══ MATERIAL FOR THIS EXERCISE ══
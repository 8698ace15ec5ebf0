//! Scripted skill service for testing
//!
//! Requirements are scripted per issue title; comparisons are scripted per
//! the first required language of the requirement being compared.

use std::collections::HashMap;
use std::sync::Mutex;

use async_trait::async_trait;

use super::{
    LlmResult, ProfileAssessment, SkillComparator, SkillExtractor, SkillMatch, SkillRequirement,
};
use crate::client::models::{Issue, Repository, UserProfile};
use crate::error::LlmError;
use crate::profile::TechProfile;

#[derive(Default)]
pub struct ScriptedSkills {
    requirements: HashMap<String, LlmResult<SkillRequirement>>,
    matches: HashMap<String, LlmResult<SkillMatch>>,
    /// Titles passed to `extract_requirements`, in call order
    extracted: Mutex<Vec<String>>,
}

impl ScriptedSkills {
    pub fn new() -> Self {
        Self::default()
    }

    /// Issue titled `title` requires `language`
    pub fn requires(mut self, title: &str, language: &str) -> Self {
        self.requirements.insert(
            title.to_string(),
            Ok(Some(SkillRequirement {
                required_languages: vec![language.to_string()],
                ..Default::default()
            })),
        );
        self
    }

    /// Extraction for `title` yields no usable answer
    pub fn unreadable(mut self, title: &str) -> Self {
        self.requirements.insert(title.to_string(), Ok(None));
        self
    }

    /// Extraction for `title` fails
    pub fn failing(mut self, title: &str) -> Self {
        self.requirements.insert(
            title.to_string(),
            Err(LlmError::Network("connection reset".to_string())),
        );
        self
    }

    /// Requirements on `language` score `percentage` with `matching` skills
    pub fn scores(mut self, language: &str, percentage: f64, matching: &[&str]) -> Self {
        self.matches.insert(
            language.to_string(),
            Ok(Some(SkillMatch {
                matching_skills: matching.iter().map(|s| s.to_string()).collect(),
                match_percentage: percentage,
                ..Default::default()
            })),
        );
        self
    }

    /// Comparison for requirements on `language` yields no usable answer
    pub fn incomparable(mut self, language: &str) -> Self {
        self.matches.insert(language.to_string(), Ok(None));
        self
    }

    pub fn extracted(&self) -> Vec<String> {
        self.extracted.lock().unwrap().clone()
    }
}

#[async_trait]
impl SkillExtractor for ScriptedSkills {
    async fn extract_requirements(&self, issue: &Issue) -> LlmResult<SkillRequirement> {
        self.extracted.lock().unwrap().push(issue.title.clone());
        self.requirements
            .get(&issue.title)
            .cloned()
            .unwrap_or(Ok(None))
    }

    async fn assess_profile(
        &self,
        _profile: &UserProfile,
        _repositories: &[Repository],
    ) -> LlmResult<ProfileAssessment> {
        Ok(None)
    }
}

#[async_trait]
impl SkillComparator for ScriptedSkills {
    async fn compare(
        &self,
        _tech: &TechProfile,
        required: &SkillRequirement,
    ) -> LlmResult<SkillMatch> {
        let Some(language) = required.required_languages.first() else {
            return Ok(None);
        };
        self.matches.get(language).cloned().unwrap_or(Ok(None))
    }
}
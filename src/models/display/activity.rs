//! Public activity display model

use serde::Serialize;
use tabled::Tabled;

use crate::client::models::UserEvent;
use crate::output::formatters::format_date;

/// Recent event row
#[derive(Debug, Clone, Tabled, Serialize)]
pub struct EventDisplay {
    #[tabled(rename = "EVENT")]
    pub event_type: String,

    #[tabled(rename = "REPO")]
    pub repo: String,

    #[tabled(rename = "DETAIL")]
    pub detail: String,

    #[tabled(rename = "DATE")]
    pub date: String,
}

impl From<&UserEvent> for EventDisplay {
    fn from(event: &UserEvent) -> Self {
        let detail = match (&event.commits, &event.action) {
            (Some(1), _) => "1 commit".to_string(),
            (Some(n), _) => format!("{} commits", n),
            (None, Some(action)) => action.clone(),
            (None, None) => String::new(),
        };

        Self {
            event_type: event.event_type.trim_end_matches("Event").to_string(),
            repo: event.repo.clone().unwrap_or_else(|| "--".to_string()),
            detail,
            date: format_date(event.created_at.as_deref()),
        }
    }
}
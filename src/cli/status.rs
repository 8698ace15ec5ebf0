//! Status command implementation

use colored::Colorize;

use crate::cli::OutputFormat;
use crate::cli::args::GlobalOptions;
use crate::cli::context::load_settings;
use crate::config::Settings;
use crate::error::Result;
use crate::output::print_json;

/// Run the status command to display configuration status
pub fn run(opts: &GlobalOptions) -> Result<()> {
    let settings = load_settings(opts)?;

    if opts.format == OutputFormat::Json {
        return print_json(&serde_json::json!({
            "configPath": settings.config_path.display().to_string(),
            "configFileExists": settings.config_path.exists(),
            "githubToken": settings.github_token.is_some(),
            "llmApiKey": settings.llm_api_key.is_some(),
            "githubApiUrl": settings.github_api_url,
            "llmApiUrl": settings.llm_api_url,
            "cacheDir": settings.cache_dir.as_ref().map(|d| d.display().to_string()),
            "cacheEnabled": !opts.no_cache,
            "cacheTtlSecs": settings.cache_ttl.as_secs(),
            "minScore": settings.min_score,
            "limit": settings.limit,
            "issuesFile": settings.issues_file.display().to_string(),
        }));
    }

    print_pretty(&settings, opts.no_cache);
    Ok(())
}

fn print_pretty(settings: &Settings, no_cache: bool) {
    println!("{}\n", "skillmatch Configuration Status".bold());

    let path = settings.config_path.display().to_string();
    if settings.config_path.exists() {
        println!("Config file: {}", path.cyan());
    } else {
        println!("Config file: {} {}", path.cyan(), "(not present, using defaults)".dimmed());
    }
    println!();

    if settings.github_token.is_some() {
        println!("{} GitHub token configured", "✓".green());
    } else {
        println!("{} GitHub token not configured", "✗".red());
        println!("  → Set GITHUB_TOKEN or `github_token` in the config file");
    }

    if settings.llm_api_key.is_some() {
        println!("{} LLM API key configured", "✓".green());
    } else {
        println!("{} LLM API key not configured", "✗".red());
        println!("  → Set GEMINI_API_KEY to use `recommend` and `profile --assess`");
    }

    if settings.github_api_url != crate::client::github::DEFAULT_API_URL {
        println!(
            "{} Custom GitHub API: {}",
            "○".dimmed(),
            settings.github_api_url.cyan()
        );
    }

    match (&settings.cache_dir, no_cache) {
        (_, true) => println!("{} Cache disabled (--no-cache)", "○".dimmed()),
        (Some(dir), false) => println!(
            "{} Cache: {} (TTL {}s)",
            "✓".green(),
            dir.display(),
            settings.cache_ttl.as_secs()
        ),
        (None, false) => println!("{} No cache directory available", "⚠".yellow()),
    }

    println!();
    println!("{}", "Matching".bold());
    println!("  Minimum score:     {:.1}", settings.min_score);
    println!("  Recommendations:   {}", settings.limit);
    println!("  Repositories:      {}", settings.repo_limit);
    println!(
        "  Extraction delay:  {}ms",
        settings.extraction_delay.as_millis()
    );
    println!("  Issues file:       {}", settings.issues_file.display());
    println!(
        "  Quota threshold:   {} (margin {}s)",
        settings.low_water_mark,
        settings.safety_margin.as_secs()
    );
    println!();
}
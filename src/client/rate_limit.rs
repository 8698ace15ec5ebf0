//! Proactive quota guard for the GitHub API
//!
//! Before each quota-consuming call the guard probes `/rate_limit`. When fewer
//! than `low_water_mark` requests remain it waits until the quota resets, plus
//! a safety margin; if that instant has already passed it proceeds at once.
//! A failed probe never blocks the call it guards.

use std::sync::Arc;
use std::time::Duration;

use log::{debug, warn};

use super::GitHubApi;
use crate::clock::Clock;

/// Remaining-request threshold below which calls wait for a reset
pub const DEFAULT_LOW_WATER_MARK: u32 = 10;

/// Extra wait added after the advertised reset instant
pub const DEFAULT_SAFETY_MARGIN: Duration = Duration::from_secs(10);

/// Waits out an almost exhausted quota before issuing requests.
#[derive(Clone)]
pub struct RateLimitGuard {
    clock: Arc<dyn Clock>,
    low_water_mark: u32,
    safety_margin: Duration,
}

impl RateLimitGuard {
    pub fn new(clock: Arc<dyn Clock>, low_water_mark: u32, safety_margin: Duration) -> Self {
        Self {
            clock,
            low_water_mark,
            safety_margin,
        }
    }

    /// Guard with the default threshold and margin
    pub fn with_defaults(clock: Arc<dyn Clock>) -> Self {
        Self::new(clock, DEFAULT_LOW_WATER_MARK, DEFAULT_SAFETY_MARGIN)
    }

    /// Probe the quota and sleep if it is nearly exhausted.
    ///
    /// Returns how long it waited.
    pub async fn ensure_capacity(&self, api: &dyn GitHubApi) -> Duration {
        let state = match api.rate_limit().await {
            Ok(state) => state,
            Err(e) => {
                debug!("Rate limit probe failed, proceeding: {}", e);
                return Duration::ZERO;
            }
        };

        if state.remaining >= self.low_water_mark {
            return Duration::ZERO;
        }

        let resume_at = state.reset_at
            + chrono::Duration::from_std(self.safety_margin).unwrap_or_default();
        let wait = (resume_at - self.clock.now())
            .to_std()
            .unwrap_or(Duration::ZERO);
        if wait.is_zero() {
            return Duration::ZERO;
        }

        warn!(
            "GitHub quota nearly exhausted ({} of {} left), waiting {}s for reset",
            state.remaining,
            state.limit,
            wait.as_secs()
        );
        self.clock.sleep(wait).await;
        wait
    }
}
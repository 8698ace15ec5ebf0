//! Error types for the skillmatch CLI

use std::time::Duration;
use thiserror::Error;

/// Result type alias for skillmatch operations
pub type Result<T> = std::result::Result<T, Error>;

/// Top-level error type for the application
#[derive(Debug, Error)]
pub enum Error {
    #[error(transparent)]
    Api(#[from] ApiError),

    #[error(transparent)]
    Config(#[from] ConfigError),

    #[error(transparent)]
    Cache(#[from] CacheError),

    #[error(transparent)]
    Llm(#[from] LlmError),

    #[error(transparent)]
    Io(#[from] std::io::Error),

    #[error("JSON error: {0}")]
    Json(#[from] serde_json::Error),

    #[error("Not found: {0}")]
    NotFound(String),

    #[error("Malformed issue record: {0}")]
    MalformedIssue(String),

    #[error("Operation failed: {0}")]
    Other(String),
}

/// GitHub API errors
#[derive(Debug, Clone, Error)]
pub enum ApiError {
    #[error("Authentication failed. Check the token in GITHUB_TOKEN.")]
    Unauthorized,

    #[error("Access denied: {0}")]
    Forbidden(String),

    #[error("Resource not found: {0}")]
    NotFound(String),

    #[error("Rate limit exceeded. Retry after {0:?}")]
    RateLimit(Duration),

    #[error("Bad request: {0}")]
    BadRequest(String),

    #[error("Server error: {0}")]
    ServerError(String),

    #[error("Network error: {0}")]
    Network(String),

    #[error("Invalid API response: {0}")]
    InvalidResponse(String),
}

impl ApiError {
    /// Whether the upstream answered "nothing here" rather than failing
    pub fn is_not_found(&self) -> bool {
        matches!(self, ApiError::NotFound(_))
    }
}

impl From<reqwest::Error> for ApiError {
    fn from(err: reqwest::Error) -> Self {
        if err.is_timeout() {
            ApiError::Network("Request timed out".to_string())
        } else if err.is_connect() {
            ApiError::Network("Failed to connect to API".to_string())
        } else if err.is_decode() {
            ApiError::InvalidResponse(err.to_string())
        } else {
            ApiError::Network(err.to_string())
        }
    }
}

/// Language-model service errors
#[derive(Debug, Clone, Error)]
pub enum LlmError {
    #[error("LLM network error: {0}")]
    Network(String),

    #[error("LLM rate limit exceeded (retry after {retry_after:?})")]
    RateLimited { retry_after: Option<Duration> },

    #[error("LLM request failed with status {status}: {body}")]
    Status { status: u16, body: String },

    #[error("Invalid LLM response: {0}")]
    InvalidResponse(String),
}

impl LlmError {
    /// Transient failures are retried with backoff; everything else fails fast.
    pub fn is_transient(&self) -> bool {
        match self {
            LlmError::Network(_) | LlmError::RateLimited { .. } => true,
            LlmError::Status { status, .. } => *status >= 500,
            LlmError::InvalidResponse(_) => false,
        }
    }
}

impl From<reqwest::Error> for LlmError {
    fn from(err: reqwest::Error) -> Self {
        if err.is_timeout() {
            LlmError::Network("Request timed out".to_string())
        } else if err.is_connect() {
            LlmError::Network("Failed to connect to LLM endpoint".to_string())
        } else {
            LlmError::Network(err.to_string())
        }
    }
}

/// Configuration-related errors
#[derive(Debug, Error)]
pub enum ConfigError {
    #[error("Configuration file not found: {0}")]
    NotFound(String),

    #[error("Failed to parse configuration: {0}")]
    ParseError(String),

    #[error("Invalid configuration: {0}")]
    Invalid(String),

    #[error("GitHub token not configured. Set GITHUB_TOKEN or `github_token` in the config file.")]
    MissingGitHubToken,

    #[error("LLM API key not configured. Set GEMINI_API_KEY or `llm_api_key` in the config file.")]
    MissingLlmApiKey,
}

impl From<serde_yaml::Error> for ConfigError {
    fn from(err: serde_yaml::Error) -> Self {
        ConfigError::ParseError(err.to_string())
    }
}

/// Disk cache errors
#[derive(Debug, Error)]
pub enum CacheError {
    #[error("Could not determine a cache directory for this user")]
    NoHome,

    #[error("Cache I/O error: {0}")]
    Io(String),

    #[error("Cache serialization error: {0}")]
    Serialize(String),
}

impl From<serde_json::Error> for CacheError {
    fn from(err: serde_json::Error) -> Self {
        CacheError::Serialize(err.to_string())
    }
}
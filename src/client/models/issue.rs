//! Issue models

use serde::{Deserialize, Serialize};

/// An issue shaped to the fields the recommendation pipeline uses
#[derive(Debug, Clone, Default, PartialEq, Serialize, Deserialize)]
#[serde(rename_all = "camelCase")]
pub struct Issue {
    /// `owner/repo` the issue belongs to
    #[serde(default)]
    pub repo_name: String,

    pub number: u64,

    pub title: String,

    #[serde(default)]
    pub body: Option<String>,

    /// Label names
    #[serde(default)]
    pub labels: Vec<String>,

    #[serde(default)]
    pub url: String,

    #[serde(default)]
    pub created_at: Option<String>,

    #[serde(default, skip_serializing_if = "Option::is_none")]
    pub updated_at: Option<String>,

    #[serde(default)]
    pub comments: u32,

    #[serde(default, skip_serializing_if = "Option::is_none")]
    pub assignee: Option<String>,

    #[serde(default, skip_serializing_if = "Option::is_none")]
    pub state: Option<String>,
}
═══
» WHAT NEEDS TO BE DONE
Scan the entries and show every line in which the word "InvalidResponse" is found.

» TASK OUTPUT
    InvalidResponse(String),
            ApiError::InvalidResponse(err.to_string())
    InvalidResponse(String),
            LlmError::InvalidResponse(_) => false,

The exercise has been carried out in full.